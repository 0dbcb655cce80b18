//! Channel avatars, downloaded once and kept under the cache directory.

use std::path::PathBuf;
use std::sync::Arc;

use async_trait::async_trait;
use clip_proto::protocol::ChannelId;
use tracing::{debug, warn};

use crate::capability::AvatarSource;
use crate::error::ApiError;
use crate::twitch::TwitchClient;

pub struct AvatarCache {
    client: Arc<TwitchClient>,
    dir: PathBuf,
}

impl AvatarCache {
    pub fn new(client: Arc<TwitchClient>, dir: impl Into<PathBuf>) -> Self {
        Self {
            client,
            dir: dir.into(),
        }
    }

    fn path_for(&self, id: &ChannelId) -> PathBuf {
        self.dir.join(id.as_str())
    }

    async fn fetch(&self, id: &ChannelId) -> Result<Vec<u8>, ApiError> {
        let users = self.client.users(&[id.as_str()]).await?;
        let user = users
            .into_iter()
            .next()
            .ok_or_else(|| ApiError::UnknownUser(id.to_string()))?;
        if user.profile_image_url.is_empty() {
            return Ok(Vec::new());
        }
        self.client.download(&user.profile_image_url).await
    }
}

#[async_trait]
impl AvatarSource for AvatarCache {
    async fn avatar(&self, id: &ChannelId) -> Result<Vec<u8>, ApiError> {
        let path = self.path_for(id);
        match tokio::fs::read(&path).await {
            Ok(bytes) if !bytes.is_empty() => {
                debug!("avatar for {} served from cache", id);
                return Ok(bytes);
            }
            Ok(_) => {}
            Err(e) if e.kind() == std::io::ErrorKind::NotFound => {}
            Err(e) => warn!("unable to read cached avatar {:?}: {}", path, e),
        }

        let bytes = self.fetch(id).await?;
        if bytes.is_empty() {
            return Ok(bytes);
        }
        tokio::fs::create_dir_all(&self.dir).await?;
        tokio::fs::write(&path, &bytes).await?;
        debug!("avatar for {} cached at {:?} ({} bytes)", id, path, bytes.len());
        Ok(bytes)
    }
}
use chrono::{DateTime, Utc};
use serde::{Deserialize, Serialize};
use std::fmt;

/// Login-style key of a monitored streamer.  Always lower-case so the same
/// channel maps to the same registry entry whatever casing the API returns.
#[derive(Debug, Clone, PartialEq, Eq, Hash, PartialOrd, Ord, Serialize, Deserialize)]
#[serde(from = "String", into = "String")]
pub struct ChannelId(String);

impl ChannelId {
    pub fn new(login: impl AsRef<str>) -> Self {
        Self(login.as_ref().trim().to_lowercase())
    }

    pub fn as_str(&self) -> &str {
        &self.0
    }

    pub fn is_empty(&self) -> bool {
        self.0.is_empty()
    }

    /// Public channel page, the input streamlink expects.
    pub fn channel_url(&self) -> String {
        format!("https://www.twitch.tv/{}", self.0)
    }
}

impl From<String> for ChannelId {
    fn from(value: String) -> Self {
        Self::new(value)
    }
}

impl From<&str> for ChannelId {
    fn from(value: &str) -> Self {
        Self::new(value)
    }
}

impl From<ChannelId> for String {
    fn from(value: ChannelId) -> Self {
        value.0
    }
}

impl fmt::Display for ChannelId {
    fn fmt(&self, f: &mut fmt::Formatter<'_>) -> fmt::Result {
        f.write_str(&self.0)
    }
}

/// One entry of a fetched "live followed channels" list.  Produced once per
/// poll cycle and never mutated afterwards.
#[derive(Debug, Clone, PartialEq, Serialize, Deserialize)]
pub struct LiveStream {
    pub id: ChannelId,
    /// Display name as returned by the API; may be empty.
    pub display_name: String,
    /// Category (game) label; may be empty.
    pub category: String,
    /// Stream title, used as the menu tooltip.
    pub title: String,
    pub fetched_at: DateTime<Utc>,
}

impl LiveStream {
    pub fn new(
        id: impl Into<ChannelId>,
        display_name: impl Into<String>,
        category: impl Into<String>,
        title: impl Into<String>,
    ) -> Self {
        Self {
            id: id.into(),
            display_name: display_name.into(),
            category: category.into(),
            title: title.into(),
            fetched_at: Utc::now(),
        }
    }

    /// Display name, falling back to the identity when the API omitted it.
    pub fn name_or_id(&self) -> &str {
        display_name_or_id(&self.display_name, &self.id)
    }
}

pub fn display_name_or_id<'a>(display_name: &'a str, id: &'a ChannelId) -> &'a str {
    if display_name.trim().is_empty() {
        id.as_str()
    } else {
        display_name
    }
}

/// Menu title for a live channel: `Name (Category)`, or just `Name` when the
/// category is unknown.
pub fn menu_title(display_name: &str, category: &str) -> String {
    if category.trim().is_empty() {
        display_name.to_string()
    } else {
        format!("{} ({})", display_name, category)
    }
}

// ── HTTP wire types ───────────────────────────────────────────────────────────

/// A tracked channel as reported by `GET /api/streams`.
#[derive(Debug, Clone, Serialize, Deserialize, PartialEq)]
pub struct StreamEntry {
    pub id: ChannelId,
    pub display_name: String,
    pub category: String,
    pub visible: bool,
}

#[derive(Debug, Clone, Serialize, Deserialize, Default)]
pub struct StreamList {
    pub entries: Vec<StreamEntry>,
}

#[derive(Debug, Clone, Serialize, Deserialize)]
pub struct ApiError {
    pub error: String,
}

#[cfg(test)]
mod tests {
    use super::*;

    #[test]
    fn test_channel_id_is_case_normalized() {
        assert_eq!(ChannelId::new(" Alice "), ChannelId::new("alice"));
        assert_eq!(ChannelId::new("LockLear").as_str(), "locklear");
    }

    #[test]
    fn test_channel_id_serde_normalizes() {
        let id: ChannelId = serde_json::from_str("\"ZeratoR\"").unwrap();
        assert_eq!(id.as_str(), "zerator");
        assert_eq!(serde_json::to_string(&id).unwrap(), "\"zerator\"");
    }

    #[test]
    fn test_display_name_falls_back_to_identity() {
        let s = LiveStream::new("alice", "", "Just Chatting", "hello");
        assert_eq!(s.name_or_id(), "alice");
        let s = LiveStream::new("alice", "Alice", "Just Chatting", "hello");
        assert_eq!(s.name_or_id(), "Alice");
    }

    #[test]
    fn test_menu_title() {
        assert_eq!(menu_title("Alice", "Just Chatting"), "Alice (Just Chatting)");
        assert_eq!(menu_title("alice", ""), "alice");
    }

    #[test]
    fn test_channel_url() {
        assert_eq!(
            ChannelId::new("alice").channel_url(),
            "https://www.twitch.tv/alice"
        );
    }
}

^^^^

PROMPT
Could you reproduce exactly the lines of the entries above, from the one with "to read cached" through the one with "id, path, bytes.len());", and nothing else?

RESULT FOR THIS EXERCISE
            Err(e) => warn!("unable to read cached avatar {:?}: {}", path, e),
        }

        let bytes = self.fetch(id).await?;
        if bytes.is_empty() {
            return Ok(bytes);
        }
        tokio::fs::create_dir_all(&self.dir).await?;
        tokio::fs::write(&path, &bytes).await?;
        debug!("avatar for {} cached at {:?} ({} bytes)", id, path, bytes.len());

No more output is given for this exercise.